Only the lines with "InteractionResolver" in the entries below belong in the answer; please copy them.

[[ RECORDS SHOWN open ]]

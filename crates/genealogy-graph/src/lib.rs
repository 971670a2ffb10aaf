//! Spatial projection of referral network trees
//!
//! Turns a `NetworkNode` tree into absolutely positioned boxes and maps
//! pointer input back onto them. Rendering itself is left to the caller:
//! any retained or immediate mode surface can draw `LayoutNode`s and feed
//! pointer events into the `InteractionResolver`.
//!
//! ```text
//! NetworkNode ──layout()──► Vec<LayoutNode> ──HitIndex──► resolve(pointer) ──► NodeId
//!                                  ▲                            ▲
//!                            LayoutConfig                 ViewTransform (pan/zoom)
//! ```

pub mod interaction;
pub mod layout;
pub mod spatial;
pub mod viewport;

pub use interaction::{resolve, InteractionEvent, InteractionResolver};
pub use layout::{layout, ChildOrder, LayoutBounds, LayoutConfig, LayoutEngine, LayoutNode, Orientation, Spacing};
pub use spatial::HitIndex;
pub use viewport::ViewTransform;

[[ RECORDS SHOWN closed ]]

### SOLUTION TO THIS PROBLEM
//! pointer events into the `InteractionResolver`.
pub use interaction::{resolve, InteractionEvent, InteractionResolver};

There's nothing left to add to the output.